In a surprise announcement in early March, President Donald Trump said that he would meet with North Korean leader Kim Jong-un within two months.

The preparations for the meeting were hampered by the lack of North Korea expertise within the administration, the short-staffed State Department, and the mercurial temperament of the president. The North Korean side complicated matters with its infrequent communications and opaque decision-making. Skeptics in the United States gave the odds of the meeting taking place at less than 50 percent and the chances of an actual agreement considerably less.

And yet, despite this skepticism — and despite the replacement of the relatively diplomatic Rex Tillerson with the fire-starter Mike Pompeo as secretary of state — Trump and Kim did ultimately sit down at the end of April in the Joint Security Area conference room in Panmunjom, which straddles the Demilitarized Zone between North and South Korea.

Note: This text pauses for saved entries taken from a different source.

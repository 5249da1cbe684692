/// Raw frame to grayscale conversion
/// Y = 0.299*R + 0.587*G + 0.114*B
/// Uses fast integer arithmetic: Y = (76*R + 150*G + 29*B) >> 8
use crate::error::{Result, ScanError};
use image::{DynamicImage, GrayImage};
use rayon::prelude::*;

/// Coefficients for grayscale conversion: Y = (76*R + 150*G + 29*B) >> 8
const COEF_R: u32 = 76;
const COEF_G: u32 = 150;
const COEF_B: u32 = 29;

/// Frames at least this many pixels are converted row-parallel
const PARALLEL_THRESHOLD: usize = 640 * 480;

#[inline]
fn luma(r: u8, g: u8, b: u8) -> u8 {
    ((COEF_R * r as u32 + COEF_G * g as u32 + COEF_B * b as u32) >> 8) as u8
}

/// Convert interleaved RGB (3 bytes per pixel) to grayscale
pub fn rgb_to_grayscale(rgb: &[u8], width: usize, height: usize) -> Vec<u8> {
    interleaved_to_grayscale(rgb, width, height, 3)
}

/// Convert interleaved RGBA (4 bytes per pixel) to grayscale, ignoring alpha
pub fn rgba_to_grayscale(rgba: &[u8], width: usize, height: usize) -> Vec<u8> {
    interleaved_to_grayscale(rgba, width, height, 4)
}

fn interleaved_to_grayscale(data: &[u8], width: usize, height: usize, channels: usize) -> Vec<u8> {
    let pixel_count = width * height;
    let mut gray = vec![0u8; pixel_count];
    if pixel_count == 0 {
        return gray;
    }

    let convert_row = |(row, out): (usize, &mut [u8])| {
        let src = &data[row * width * channels..(row + 1) * width * channels];
        for (dst, px) in out.iter_mut().zip(src.chunks_exact(channels)) {
            *dst = luma(px[0], px[1], px[2]);
        }
    };

    if pixel_count >= PARALLEL_THRESHOLD {
        gray.par_chunks_mut(width).enumerate().for_each(convert_row);
    } else {
        gray.chunks_mut(width).enumerate().for_each(convert_row);
    }
    gray
}

/// Build a grayscale frame from a raw interleaved buffer with 1, 3 or 4 channels
pub fn frame_to_gray(data: &[u8], width: usize, height: usize, channels: usize) -> Result<GrayImage> {
    let expected = width * height * channels;
    if !matches!(channels, 1 | 3 | 4) || data.len() != expected {
        return Err(ScanError::FrameSize {
            width,
            height,
            expected,
            actual: data.len(),
        });
    }

    let gray = match channels {
        1 => data.to_vec(),
        3 => rgb_to_grayscale(data, width, height),
        _ => rgba_to_grayscale(data, width, height),
    };

    GrayImage::from_raw(width as u32, height as u32, gray).ok_or(ScanError::FrameSize {
        width,
        height,
        expected,
        actual: data.len(),
    })
}

/// Grayscale copy of a decoded image using the same weights as raw frames
pub fn image_to_gray(image: &DynamicImage) -> GrayImage {
    if let DynamicImage::ImageLuma8(gray) = image {
        return gray.clone();
    }
    let rgb = image.to_rgb8();
    let (width, height) = rgb.dimensions();
    let mut gray = GrayImage::new(width, height);
    gray.copy_from_slice(&rgb_to_grayscale(rgb.as_raw(), width as usize, height as usize));
    gray
}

It was the first time that a North Korean leader met a sitting U.S. president. No advisors were present. The leaders met with only their translators by their sides.

Here is a transcript of the historic meeting.

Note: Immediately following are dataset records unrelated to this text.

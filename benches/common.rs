use qr_frame_scanner::tools::{bench_limit_from_env, dataset_iter, dataset_root_from_env, smoke_from_env};
use std::path::PathBuf;

#[allow(dead_code)]
pub fn collect_dataset_images() -> (PathBuf, Vec<PathBuf>) {
    let root = dataset_root_from_env();
    let limit = bench_limit_from_env();
    let smoke = smoke_from_env();

    let images: Vec<PathBuf> = dataset_iter(&root, limit, smoke).collect();
    (root, images)
}
//! Interpretation of decoded QR text as device information.
//!
//! Modules carry either a structured JSON object
//! (`{"device_id": "SENSOR_001", "type": "temperature_sensor"}`) or a bare
//! identifier (`MODULE_001`).

use serde_json::{Map, Value};

/// Key under which bare identifiers are stored
pub const DEVICE_ID_KEY: &str = "device_id";

/// Parse decoded text into a device-info object.
///
/// A JSON object is returned as is; anything else, including JSON scalars
/// and arrays, becomes `{"device_id": text}`.
pub fn parse_device_info(data: &str) -> Map<String, Value> {
    match serde_json::from_str::<Value>(data) {
        Ok(Value::Object(map)) => map,
        _ => {
            let mut map = Map::new();
            map.insert(DEVICE_ID_KEY.to_string(), Value::String(data.to_string()));
            map
        }
    }
}

/// The `device_id` entry rendered as text
pub fn device_id(info: &Map<String, Value>) -> Option<String> {
    info.get(DEVICE_ID_KEY).map(value_to_text)
}

/// Render a JSON value for tables: strings unquoted, everything else as JSON
pub fn value_to_text(value: &Value) -> String {
    match value {
        Value::String(s) => s.clone(),
        Value::Null => String::new(),
        other => other.to_string(),
    }
}
/// Geometry helpers for mapping detector output back into the original frame
use crate::models::{BoundingBox, ModulePosition, Point};

/// Ratio between an enhanced image and the original frame, by width
pub fn scale_factor(enhanced_width: u32, original_width: u32) -> f32 {
    if enhanced_width == 0 || original_width == 0 {
        return 1.0;
    }
    enhanced_width as f32 / original_width as f32
}

/// Position of a module in original-frame pixels.
///
/// Centre, edges and corners are each divided by `scale` and truncated, so
/// the centre is the truncated mean rather than the mean of truncated corners.
pub fn module_position(corners: &[Point; 4], scale: f32) -> ModulePosition {
    let (sum_x, sum_y) = corners
        .iter()
        .fold((0.0f32, 0.0f32), |(sx, sy), p| (sx + p.x, sy + p.y));
    let center = Point::new(sum_x / 4.0, sum_y / 4.0).unscale(scale);

    let mut min = Point::new(f32::INFINITY, f32::INFINITY);
    let mut max = Point::new(f32::NEG_INFINITY, f32::NEG_INFINITY);
    for p in corners {
        min.x = min.x.min(p.x);
        min.y = min.y.min(p.y);
        max.x = max.x.max(p.x);
        max.y = max.y.max(p.y);
    }
    let min = min.unscale(scale);
    let max = max.unscale(scale);

    ModulePosition {
        center,
        bounding_box: BoundingBox::from_extents(min.x, min.y, max.x, max.y),
        corners: corners.map(|p| p.unscale(scale)),
    }
}

/// Size that fits `width`x`height` inside `max_dim`, or `None` if it already fits
pub fn fit_within(width: u32, height: u32, max_dim: u32) -> Option<(u32, u32)> {
    let longest = width.max(height);
    if max_dim == 0 || longest <= max_dim {
        return None;
    }
    let ratio = max_dim as f32 / longest as f32;
    let w = ((width as f32 * ratio).round() as u32).max(1);
    let h = ((height as f32 * ratio).round() as u32).max(1);
    Some((w, h))
}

Kim Jong Un: Welcome to Korea, President Donald Trump. This is a gift from the people of the Democratic People’s Republic of Korea. This golf club is gold-plated with inlaid jewels. It comes with my personal invitation to tee off at the Pyongyang Golf Course, an 18-hole course in our beautiful capital.

Donald Trump: That’s tremendous, thank you, thank you. It’s a pleasure to meet you, too, General Kim. I have a lot of friends who are generals. I think we can be great friends too. You’re doing a great job in a difficult situation. And here’s my present for you. This is our newly designed presidential coin. Also gold. Very gold! Has my name on it. Beautifully made!

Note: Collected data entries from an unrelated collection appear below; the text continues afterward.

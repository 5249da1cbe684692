//! Non-local-means denoising for single-channel frames

use super::filters::saturate;
use crate::config::DenoiseConfig;
use image::GrayImage;
use rayon::prelude::*;

/// Replace each pixel with a weighted mean of pixels whose surrounding patch
/// looks similar.
///
/// Patches are `(2 * patch_radius + 1)` squares compared by mean squared
/// difference over a `(2 * search_radius + 1)` window; a candidate's weight is
/// `exp(-d / strength^2)`. Coordinates outside the frame are clamped.
pub fn non_local_means(gray: &GrayImage, config: &DenoiseConfig) -> GrayImage {
    let (width, height) = gray.dimensions();
    let mut out = GrayImage::new(width, height);
    if width == 0 || height == 0 {
        return out;
    }

    let (w, h) = (width as i64, height as i64);
    let patch = config.patch_radius as i64;
    let search = config.search_radius as i64;
    let h2 = (config.strength * config.strength).max(f32::EPSILON);
    let patch_area = ((2 * patch + 1) * (2 * patch + 1)) as f32;

    let src = gray.as_raw();
    let at = |x: i64, y: i64| -> f32 {
        let cx = x.clamp(0, w - 1);
        let cy = y.clamp(0, h - 1);
        src[(cy * w + cx) as usize] as f32
    };

    out.par_chunks_mut(width as usize)
        .enumerate()
        .for_each(|(y, row)| {
            let y = y as i64;
            for (x, dst) in row.iter_mut().enumerate() {
                let x = x as i64;
                let mut sum = 0.0f32;
                let mut norm = 0.0f32;

                for sy in (y - search).max(0)..=(y + search).min(h - 1) {
                    for sx in (x - search).max(0)..=(x + search).min(w - 1) {
                        let mut dist = 0.0f32;
                        for py in -patch..=patch {
                            for px in -patch..=patch {
                                let d = at(x + px, y + py) - at(sx + px, sy + py);
                                dist += d * d;
                            }
                        }
                        let weight = (-(dist / patch_area) / h2).exp();
                        sum += weight * at(sx, sy);
                        norm += weight;
                    }
                }
                *dst = saturate(sum / norm);
            }
        });
    out
}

Kim: Thank you. We will put this in our International Friendship Exhibition in Myohyangsan. You have travelled a great distance. You must be tired.

Trump: Very excited to be here. I think we can make a deal. You and me. We can work this out. This nuclear thing. Why not? Other presidents tried. They couldn’t. They were weak. They had their shot, and all they did was nothing. I can get this done. We can get this done.

Kim: Yes, we can. The people of the DPRK very much want a Korean peninsula free of nuclear weapons.

Trump: Yes! That is what we want too.

Kim: But we are also realistic. We know that this is complicated. We know that it can’t happen today. Or tomorrow.

Trump: No, no, of course. But before the next elections. I am sure we can do this before the next elections. Our elections. You don’t have elections. I envy you. But we can start here by making an agreement.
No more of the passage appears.